**Exercise goal**
Take the entries below and give them back exactly. Leave out nothing.
Materials provided below:
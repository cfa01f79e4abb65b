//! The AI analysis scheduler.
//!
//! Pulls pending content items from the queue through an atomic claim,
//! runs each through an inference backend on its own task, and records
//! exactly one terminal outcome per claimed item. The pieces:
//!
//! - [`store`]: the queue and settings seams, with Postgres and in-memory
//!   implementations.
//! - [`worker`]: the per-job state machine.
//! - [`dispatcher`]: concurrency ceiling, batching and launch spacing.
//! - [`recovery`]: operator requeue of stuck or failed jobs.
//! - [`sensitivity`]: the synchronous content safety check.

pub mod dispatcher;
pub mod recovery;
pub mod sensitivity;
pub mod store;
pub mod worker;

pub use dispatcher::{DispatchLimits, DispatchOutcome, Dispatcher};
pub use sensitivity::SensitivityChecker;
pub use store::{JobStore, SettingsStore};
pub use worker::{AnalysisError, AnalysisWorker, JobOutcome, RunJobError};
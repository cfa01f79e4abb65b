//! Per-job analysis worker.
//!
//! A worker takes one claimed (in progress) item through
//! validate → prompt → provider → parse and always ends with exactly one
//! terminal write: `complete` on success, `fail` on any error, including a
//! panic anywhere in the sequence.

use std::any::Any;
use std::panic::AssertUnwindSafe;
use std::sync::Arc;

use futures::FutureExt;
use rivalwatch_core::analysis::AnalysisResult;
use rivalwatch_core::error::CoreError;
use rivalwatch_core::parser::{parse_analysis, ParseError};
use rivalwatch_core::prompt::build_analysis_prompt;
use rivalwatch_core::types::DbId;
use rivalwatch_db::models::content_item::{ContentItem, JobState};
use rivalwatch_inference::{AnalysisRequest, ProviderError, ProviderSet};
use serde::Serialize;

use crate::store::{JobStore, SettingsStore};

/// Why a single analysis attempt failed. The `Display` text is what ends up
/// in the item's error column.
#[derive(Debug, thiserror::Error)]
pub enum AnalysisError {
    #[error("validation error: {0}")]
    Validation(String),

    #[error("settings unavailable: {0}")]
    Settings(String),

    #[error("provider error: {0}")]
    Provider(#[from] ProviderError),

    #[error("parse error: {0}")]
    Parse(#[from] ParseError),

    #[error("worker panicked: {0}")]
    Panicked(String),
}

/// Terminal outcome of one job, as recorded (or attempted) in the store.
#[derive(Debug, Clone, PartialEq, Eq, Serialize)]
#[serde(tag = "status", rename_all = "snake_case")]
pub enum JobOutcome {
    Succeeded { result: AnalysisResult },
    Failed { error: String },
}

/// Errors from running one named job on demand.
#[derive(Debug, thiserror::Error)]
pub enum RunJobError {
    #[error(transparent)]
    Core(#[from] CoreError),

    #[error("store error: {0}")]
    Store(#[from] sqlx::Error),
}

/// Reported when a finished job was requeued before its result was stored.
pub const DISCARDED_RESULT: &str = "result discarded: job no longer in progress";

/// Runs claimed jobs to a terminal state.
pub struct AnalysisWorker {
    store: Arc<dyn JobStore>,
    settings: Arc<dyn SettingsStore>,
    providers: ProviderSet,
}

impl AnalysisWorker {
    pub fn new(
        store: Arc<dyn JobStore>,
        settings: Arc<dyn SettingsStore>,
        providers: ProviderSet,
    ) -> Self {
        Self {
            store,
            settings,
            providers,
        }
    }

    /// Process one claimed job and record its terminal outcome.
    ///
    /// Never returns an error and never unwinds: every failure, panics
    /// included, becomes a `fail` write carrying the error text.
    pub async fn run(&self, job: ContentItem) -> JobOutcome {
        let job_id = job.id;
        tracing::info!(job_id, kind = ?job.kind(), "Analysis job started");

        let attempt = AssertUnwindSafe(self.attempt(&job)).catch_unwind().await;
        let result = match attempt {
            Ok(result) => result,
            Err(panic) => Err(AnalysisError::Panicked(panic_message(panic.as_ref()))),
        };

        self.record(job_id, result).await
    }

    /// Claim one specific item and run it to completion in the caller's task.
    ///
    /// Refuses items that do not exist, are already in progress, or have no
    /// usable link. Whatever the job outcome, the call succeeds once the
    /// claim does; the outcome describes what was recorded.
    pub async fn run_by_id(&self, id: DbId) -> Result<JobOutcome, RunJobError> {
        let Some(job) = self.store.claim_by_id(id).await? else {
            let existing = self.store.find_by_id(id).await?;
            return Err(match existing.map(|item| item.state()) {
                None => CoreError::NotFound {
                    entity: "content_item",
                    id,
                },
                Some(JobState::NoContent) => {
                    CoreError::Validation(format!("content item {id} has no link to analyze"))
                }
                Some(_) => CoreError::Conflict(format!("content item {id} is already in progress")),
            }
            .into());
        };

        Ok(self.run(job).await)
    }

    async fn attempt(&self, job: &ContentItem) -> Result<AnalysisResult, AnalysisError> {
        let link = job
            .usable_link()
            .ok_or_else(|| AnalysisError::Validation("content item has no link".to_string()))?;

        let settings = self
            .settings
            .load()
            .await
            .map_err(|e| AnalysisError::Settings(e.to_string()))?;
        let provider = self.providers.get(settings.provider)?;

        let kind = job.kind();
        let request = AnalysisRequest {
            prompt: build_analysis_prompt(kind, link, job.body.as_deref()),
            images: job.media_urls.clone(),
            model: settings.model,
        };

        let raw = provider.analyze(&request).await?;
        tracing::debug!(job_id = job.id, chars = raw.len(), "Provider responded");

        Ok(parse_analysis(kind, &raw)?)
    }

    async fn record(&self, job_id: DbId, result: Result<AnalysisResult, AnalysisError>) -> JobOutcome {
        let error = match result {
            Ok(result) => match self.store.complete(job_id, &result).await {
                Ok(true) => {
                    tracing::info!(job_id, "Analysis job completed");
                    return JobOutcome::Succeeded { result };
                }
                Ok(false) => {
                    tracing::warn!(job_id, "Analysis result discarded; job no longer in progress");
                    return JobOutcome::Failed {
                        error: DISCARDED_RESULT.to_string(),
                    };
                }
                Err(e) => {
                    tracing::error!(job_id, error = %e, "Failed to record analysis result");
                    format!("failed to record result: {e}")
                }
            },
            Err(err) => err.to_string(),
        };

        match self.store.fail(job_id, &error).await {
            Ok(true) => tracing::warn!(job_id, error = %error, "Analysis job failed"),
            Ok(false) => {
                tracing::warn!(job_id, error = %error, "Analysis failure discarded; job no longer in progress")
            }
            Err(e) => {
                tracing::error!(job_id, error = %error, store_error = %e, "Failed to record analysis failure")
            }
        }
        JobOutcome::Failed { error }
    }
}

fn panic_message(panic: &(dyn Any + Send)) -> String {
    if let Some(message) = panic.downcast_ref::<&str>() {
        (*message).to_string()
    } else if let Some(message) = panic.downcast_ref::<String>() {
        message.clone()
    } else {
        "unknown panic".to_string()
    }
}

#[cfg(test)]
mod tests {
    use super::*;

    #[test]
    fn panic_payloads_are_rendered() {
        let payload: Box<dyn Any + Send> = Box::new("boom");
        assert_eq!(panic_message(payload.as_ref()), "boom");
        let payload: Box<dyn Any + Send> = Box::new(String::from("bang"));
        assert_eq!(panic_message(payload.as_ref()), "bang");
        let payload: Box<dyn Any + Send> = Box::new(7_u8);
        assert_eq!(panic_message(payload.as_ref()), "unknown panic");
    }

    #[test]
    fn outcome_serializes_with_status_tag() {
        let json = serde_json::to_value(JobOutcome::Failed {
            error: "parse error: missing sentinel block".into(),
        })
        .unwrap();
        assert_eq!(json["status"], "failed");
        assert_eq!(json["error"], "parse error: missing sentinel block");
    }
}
End of Materials provided.
**Written solution**
repository cfa01f79e4abb65b
//! The AI analysis scheduler.
//!
//! Pulls pending content items from the queue through an atomic claim,
//! runs each through an inference backend on its own task, and records
//! exactly one terminal outcome per claimed item. The pieces:
//!
//! - [`store`]: the queue and settings seams, with Postgres and in-memory
//!   implementations.
//! - [`worker`]: the per-job state machine.
//! - [`dispatcher`]: concurrency ceiling, batching and launch spacing.
//! - [`recovery`]: operator requeue of stuck or failed jobs.
//! - [`sensitivity`]: the synchronous content safety check.

pub mod dispatcher;
pub mod recovery;
pub mod sensitivity;
pub mod store;
pub mod worker;

pub use dispatcher::{DispatchLimits, DispatchOutcome, Dispatcher};
pub use sensitivity::SensitivityChecker;
pub use store::{JobStore, SettingsStore};
pub use worker::{AnalysisError, AnalysisWorker, JobOutcome, RunJobError};
repository cfa01f79e4abb65b
//! Per-job analysis worker.
//!
//! A worker takes one claimed (in progress) item through
//! validate → prompt → provider → parse and always ends with exactly one
//! terminal write: `complete` on success, `fail` on any error, including a
//! panic anywhere in the sequence.

use std::any::Any;
use std::panic::AssertUnwindSafe;
use std::sync::Arc;

use futures::FutureExt;
use rivalwatch_core::analysis::AnalysisResult;
use rivalwatch_core::error::CoreError;
use rivalwatch_core::parser::{parse_analysis, ParseError};
use rivalwatch_core::prompt::build_analysis_prompt;
use rivalwatch_core::types::DbId;
use rivalwatch_db::models::content_item::{ContentItem, JobState};
use rivalwatch_inference::{AnalysisRequest, ProviderError, ProviderSet};
use serde::Serialize;

use crate::store::{JobStore, SettingsStore};

/// Why a single analysis attempt failed. The `Display` text is what ends up
/// in the item's error column.
#[derive(Debug, thiserror::Error)]
pub enum AnalysisError {
    #[error("validation error: {0}")]
    Validation(String),

    #[error("settings unavailable: {0}")]
    Settings(String),

    #[error("provider error: {0}")]
    Provider(#[from] ProviderError),

    #[error("parse error: {0}")]
    Parse(#[from] ParseError),

    #[error("worker panicked: {0}")]
    Panicked(String),
}

/// Terminal outcome of one job, as recorded (or attempted) in the store.
#[derive(Debug, Clone, PartialEq, Eq, Serialize)]
#[serde(tag = "status", rename_all = "snake_case")]
pub enum JobOutcome {
    Succeeded { result: AnalysisResult },
    Failed { error: String },
}

/// Errors from running one named job on demand.
#[derive(Debug, thiserror::Error)]
pub enum RunJobError {
    #[error(transparent)]
    Core(#[from] CoreError),

    #[error("store error: {0}")]
    Store(#[from] sqlx::Error),
}

/// Reported when a finished job was requeued before its result was stored.
pub const DISCARDED_RESULT: &str = "result discarded: job no longer in progress";

/// Runs claimed jobs to a terminal state.
pub struct AnalysisWorker {
    store: Arc<dyn JobStore>,
    settings: Arc<dyn SettingsStore>,
    providers: ProviderSet,
}

impl AnalysisWorker {
    pub fn new(
        store: Arc<dyn JobStore>,
        settings: Arc<dyn SettingsStore>,
        providers: ProviderSet,
    ) -> Self {
        Self {
            store,
            settings,
            providers,
        }
    }

    /// Process one claimed job and record its terminal outcome.
    ///
    /// Never returns an error and never unwinds: every failure, panics
    /// included, becomes a `fail` write carrying the error text.
    pub async fn run(&self, job: ContentItem) -> JobOutcome {
        let job_id = job.id;
        tracing::info!(job_id, kind = ?job.kind(), "Analysis job started");

        let attempt = AssertUnwindSafe(self.attempt(&job)).catch_unwind().await;
        let result = match attempt {
            Ok(result) => result,
            Err(panic) => Err(AnalysisError::Panicked(panic_message(panic.as_ref()))),
        };

        self.record(job_id, result).await
    }

    /// Claim one specific item and run it to completion in the caller's task.
    ///
    /// Refuses items that do not exist, are already in progress, or have no
    /// usable link. Whatever the job outcome, the call succeeds once the
    /// claim does; the outcome describes what was recorded.
    pub async fn run_by_id(&self, id: DbId) -> Result<JobOutcome, RunJobError> {
        let Some(job) = self.store.claim_by_id(id).await? else {
            let existing = self.store.find_by_id(id).await?;
            return Err(match existing.map(|item| item.state()) {
                None => CoreError::NotFound {
                    entity: "content_item",
                    id,
                },
                Some(JobState::NoContent) => {
                    CoreError::Validation(format!("content item {id} has no link to analyze"))
                }
                Some(_) => CoreError::Conflict(format!("content item {id} is already in progress")),
            }
            .into());
        };

        Ok(self.run(job).await)
    }

    async fn attempt(&self, job: &ContentItem) -> Result<AnalysisResult, AnalysisError> {
        let link = job
            .usable_link()
            .ok_or_else(|| AnalysisError::Validation("content item has no link".to_string()))?;

        let settings = self
            .settings
            .load()
            .await
            .map_err(|e| AnalysisError::Settings(e.to_string()))?;
        let provider = self.providers.get(settings.provider)?;

        let kind = job.kind();
        let request = AnalysisRequest {
            prompt: build_analysis_prompt(kind, link, job.body.as_deref()),
            images: job.media_urls.clone(),
            model: settings.model,
        };

        let raw = provider.analyze(&request).await?;
        tracing::debug!(job_id = job.id, chars = raw.len(), "Provider responded");

        Ok(parse_analysis(kind, &raw)?)
    }

    async fn record(&self, job_id: DbId, result: Result<AnalysisResult, AnalysisError>) -> JobOutcome {
        let error = match result {
            Ok(result) => match self.store.complete(job_id, &result).await {
                Ok(true) => {
                    tracing::info!(job_id, "Analysis job completed");
                    return JobOutcome::Succeeded { result };
                }
                Ok(false) => {
                    tracing::warn!(job_id, "Analysis result discarded; job no longer in progress");
                    return JobOutcome::Failed {
                        error: DISCARDED_RESULT.to_string(),
                    };
                }
                Err(e) => {
                    tracing::error!(job_id, error = %e, "Failed to record analysis result");
                    format!("failed to record result: {e}")
                }
            },
            Err(err) => err.to_string(),
        };

        match self.store.fail(job_id, &error).await {
            Ok(true) => tracing::warn!(job_id, error = %error, "Analysis job failed"),
            Ok(false) => {
                tracing::warn!(job_id, error = %error, "Analysis failure discarded; job no longer in progress")
            }
            Err(e) => {
                tracing::error!(job_id, error = %error, store_error = %e, "Failed to record analysis failure")
            }
        }
        JobOutcome::Failed { error }
    }
}

fn panic_message(panic: &(dyn Any + Send)) -> String {
    if let Some(message) = panic.downcast_ref::<&str>() {
        (*message).to_string()
    } else if let Some(message) = panic.downcast_ref::<String>() {
        message.clone()
    } else {
        "unknown panic".to_string()
    }
}

#[cfg(test)]
mod tests {
    use super::*;

    #[test]
    fn panic_payloads_are_rendered() {
        let payload: Box<dyn Any + Send> = Box::new("boom");
        assert_eq!(panic_message(payload.as_ref()), "boom");
        let payload: Box<dyn Any + Send> = Box::new(String::from("bang"));
        assert_eq!(panic_message(payload.as_ref()), "bang");
        let payload: Box<dyn Any + Send> = Box::new(7_u8);
        assert_eq!(panic_message(payload.as_ref()), "unknown panic");
    }

    #[test]
    fn outcome_serializes_with_status_tag() {
        let json = serde_json::to_value(JobOutcome::Failed {
            error: "parse error: missing sentinel block".into(),
        })
        .unwrap();
        assert_eq!(json["status"], "failed");
        assert_eq!(json["error"], "parse error: missing sentinel block");
    }
}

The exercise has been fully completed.